GIVEN DATA START

//! Samples, their histograms and the sample set.

use crate::binning::Binning;
use crate::config::{SampleConfig, SampleSetConfig};
use crate::event::Event;
use ns_core::{Error, Result};
use rand::Rng;
use rand_distr::{Distribution, Normal, Poisson};

/// Binned content of one sample.
#[derive(Debug, Clone, Default, PartialEq)]
pub struct Histogram {
    content: Vec<f64>,
    sum_w2: Vec<f64>,
    bin_event_list: Vec<Vec<usize>>,
    is_binned: bool,
}

impl Histogram {
    fn with_bins(n_bins: usize) -> Self {
        Self {
            content: vec![0.0; n_bins],
            sum_w2: vec![0.0; n_bins],
            bin_event_list: vec![Vec::new(); n_bins],
            is_binned: false,
        }
    }

    /// Sum of weights per bin
    pub fn content(&self) -> &[f64] {
        &self.content
    }

    /// Sum of squared weights per bin
    pub fn sum_w2(&self) -> &[f64] {
        &self.sum_w2
    }

    /// Event indices per bin
    pub fn bin_event_list(&self) -> &[Vec<usize>] {
        &self.bin_event_list
    }

    /// True once events have been assigned to bins.
    pub fn is_binned(&self) -> bool {
        self.is_binned
    }

    /// Number of bins
    pub fn n_bins(&self) -> usize {
        self.content.len()
    }

    /// Sum over all bins
    pub fn sum(&self) -> f64 {
        self.content.iter().sum()
    }
}

/// One analysis sample: events plus their histogram.
#[derive(Debug, Clone)]
pub struct Sample {
    name: String,
    index: usize,
    enabled: bool,
    binning: Binning,
    events: Vec<Event>,
    histogram: Histogram,
}

impl Sample {
    /// Build an empty sample.
    pub fn from_config(cfg: &SampleConfig, index: usize) -> Result<Self> {
        let binning = Binning::from_config(&cfg.binning)
            .map_err(|e| Error::Config(format!("sample \"{}\": {e}", cfg.name)))?;
        let histogram = Histogram::with_bins(binning.n_bins());
        Ok(Self {
            name: cfg.name.clone(),
            index,
            enabled: cfg.is_enabled,
            binning,
            events: Vec::new(),
            histogram,
        })
    }

    /// Sample name
    pub fn name(&self) -> &str {
        &self.name
    }

    /// Position in the sample set.
    pub fn index(&self) -> usize {
        self.index
    }

    /// Enabled flag
    pub fn is_enabled(&self) -> bool {
        self.enabled
    }

    /// Set the enabled flag.
    pub fn set_enabled(&mut self, enabled: bool) {
        self.enabled = enabled;
    }

    /// Binning
    pub fn binning(&self) -> &Binning {
        &self.binning
    }

    /// Events
    pub fn events(&self) -> &[Event] {
        &self.events
    }

    /// Mutable events
    pub fn events_mut(&mut self) -> &mut Vec<Event> {
        &mut self.events
    }

    /// Histogram
    pub fn histogram(&self) -> &Histogram {
        &self.histogram
    }

    /// Drop events and zero the histogram.
    pub fn clear(&mut self) {
        self.events.clear();
        self.histogram = Histogram::with_bins(self.binning.n_bins());
    }

    /// Assign every event to its bin and rebuild the per-bin event lists.
    pub fn update_bin_event_list(&mut self) {
        for list in &mut self.histogram.bin_event_list {
            list.clear();
        }
        for (i, event) in self.events.iter_mut().enumerate() {
            event.bin_index = self.binning.find_bin(event);
            if let Some(bin) = event.bin_index {
                self.histogram.bin_event_list[bin].push(i);
            }
        }
        self.histogram.is_binned = true;
    }

    /// Refill bin contents from the current event weights.
    pub fn refill_histogram(&mut self) {
        for (bin, events) in self.histogram.bin_event_list.iter().enumerate() {
            let (sum, sum2) = events.iter().fold((0.0, 0.0), |(s, s2), &i| {
                let w = self.events[i].weight;
                (s + w, s2 + w * w)
            });
            self.histogram.content[bin] = sum;
            self.histogram.sum_w2[bin] = sum2;
        }
    }

    fn ensure_binned(&self, what: &str) -> Result<()> {
        if self.histogram.is_binned {
            Ok(())
        } else {
            Err(Error::Usage(format!(
                "sample \"{}\": {what} requested before the histogram was binned",
                self.name
            )))
        }
    }

    /// Multiply each binned event weight by a Poisson(1) draw, then refill.
    pub fn throw_event_mc_error<R: Rng + ?Sized>(&mut self, rng: &mut R) -> Result<()> {
        self.ensure_binned("event MC throw")?;
        let poisson = Poisson::new(1.0)
            .map_err(|e| Error::Computation(format!("Poisson(1) distribution: {e}")))?;
        for event in self.events.iter_mut().filter(|e| e.bin_index.is_some()) {
            let factor: f64 = poisson.sample(rng);
            event.mc_throw_factor *= factor;
            event.weight *= factor;
        }
        self.refill_histogram();
        Ok(())
    }

    /// Fluctuate every bin content.
    ///
    /// Poisson by default. The gaussian variant draws `N(c, sqrt(c))` truncated
    /// at zero, which is biased for bins with small expected content. Event
    /// weights of the bin are rescaled so a later refill reproduces the draw.
    pub fn throw_stat_error<R: Rng + ?Sized>(&mut self, rng: &mut R, gaussian: bool) -> Result<()> {
        self.ensure_binned("statistical throw")?;
        for bin in 0..self.histogram.n_bins() {
            let expected = self.histogram.content[bin];
            if expected <= 0.0 {
                continue;
            }
            let thrown = if gaussian {
                let normal = Normal::new(expected, expected.sqrt())
                    .map_err(|e| Error::Computation(format!("Normal distribution: {e}")))?;
                normal.sample(rng).max(0.0)
            } else {
                let poisson = Poisson::new(expected)
                    .map_err(|e| Error::Computation(format!("Poisson distribution: {e}")))?;
                poisson.sample(rng)
            };

            let scale = thrown / expected;
            for &i in &self.histogram.bin_event_list[bin] {
                self.events[i].weight *= scale;
            }
            self.histogram.content[bin] = thrown;
            self.histogram.sum_w2[bin] = thrown;
        }
        Ok(())
    }

    /// Number of events assigned to a bin.
    pub fn nb_binned_events(&self) -> usize {
        self.events.iter().filter(|e| e.bin_index.is_some()).count()
    }

    /// Weighted sum of the binned events.
    pub fn sum_weights(&self) -> f64 {
        self.events.iter().filter(|e| e.bin_index.is_some()).map(|e| e.weight).sum()
    }
}

/// Ordered list of samples.
#[derive(Debug, Clone, Default)]
pub struct SampleSet {
    samples: Vec<Sample>,
}

impl SampleSet {
    /// Build every configured sample.
    pub fn from_config(cfg: &SampleSetConfig) -> Result<Self> {
        let samples = cfg
            .sample_list
            .iter()
            .enumerate()
            .map(|(i, s)| Sample::from_config(s, i))
            .collect::<Result<Vec<_>>>()?;
        Ok(Self { samples })
    }

    /// Samples in configuration order.
    pub fn samples(&self) -> &[Sample] {
        &self.samples
    }

    /// Mutable samples
    pub fn samples_mut(&mut self) -> &mut [Sample] {
        &mut self.samples
    }

    /// Consume the set.
    pub fn into_samples(self) -> Vec<Sample> {
        self.samples
    }

    /// Number of samples (enabled or not).
    pub fn len(&self) -> usize {
        self.samples.len()
    }

    /// True when no sample is defined.
    pub fn is_empty(&self) -> bool {
        self.samples.is_empty()
    }

    /// Index of a sample by name.
    pub fn find(&self, name: &str) -> Option<usize> {
        self.samples.iter().position(|s| s.name == name)
    }

    /// Total number of bins.
    pub fn n_bins(&self) -> usize {
        self.samples.iter().map(|s| s.binning.n_bins()).sum()
    }
}

#[cfg(test)]
mod tests {
    use super::*;
    use crate::config::BinningConfig;
    use rand::SeedableRng;
    use std::collections::BTreeMap;

    fn filled_sample() -> Sample {
        let cfg = SampleConfig {
            name: "numu".into(),
            is_enabled: true,
            binning: BinningConfig {
                variables: vec!["x".into()],
                edges: vec![0.0, 1.0, 2.0],
                bins: vec![],
            },
        };
        let mut s = Sample::from_config(&cfg, 0).unwrap();
        for (x, w) in [(0.5, 2.0), (0.7, 3.0), (1.5, 1.0), (5.0, 10.0)] {
            let vars = BTreeMap::from([("x".to_string(), x)]);
            s.events_mut().push(Event::new(vars, w, 0));
        }
        s
    }

    #[test]
    fn test_bin_and_refill() {
        let mut s = filled_sample();
        s.update_bin_event_list();
        s.refill_histogram();
        assert_eq!(s.histogram().content(), &[5.0, 1.0]);
        assert_eq!(s.histogram().sum_w2(), &[13.0, 1.0]);
        assert_eq!(s.nb_binned_events(), 3);
        assert_eq!(s.sum_weights(), 6.0);
    }

    #[test]
    fn test_throw_before_binning_is_usage_error() {
        let mut rng = rand::rngs::StdRng::seed_from_u64(1);
        let mut s = filled_sample();
        assert!(matches!(s.throw_stat_error(&mut rng, false), Err(Error::Usage(_))));
        assert!(matches!(s.throw_event_mc_error(&mut rng), Err(Error::Usage(_))));
    }

    #[test]
    fn test_stat_throw_is_consistent_with_refill() {
        let mut rng = rand::rngs::StdRng::seed_from_u64(3);
        let mut s = filled_sample();
        s.update_bin_event_list();
        s.refill_histogram();
        s.throw_stat_error(&mut rng, false).unwrap();
        let thrown = s.histogram().content().to_vec();
        assert!(thrown.iter().all(|c| *c >= 0.0 && c.fract() == 0.0));
        s.refill_histogram();
        for (a, b) in thrown.iter().zip(s.histogram().content()) {
            approx::assert_relative_eq!(*a, *b, epsilon = 1e-9);
        }
    }

    #[test]
    fn test_gaussian_throw_is_non_negative() {
        let mut rng = rand::rngs::StdRng::seed_from_u64(5);
        let mut s = filled_sample();
        s.update_bin_event_list();
        s.refill_histogram();
        for _ in 0..20 {
            s.throw_stat_error(&mut rng, true).unwrap();
            assert!(s.histogram().content().iter().all(|c| *c >= 0.0));
        }
    }
}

GIVEN DATA END

- WHAT TO DO: Each line of the data that has the string "impl" should be returned.

- SOLUTION:
impl Histogram {
impl Sample {
impl SampleSet {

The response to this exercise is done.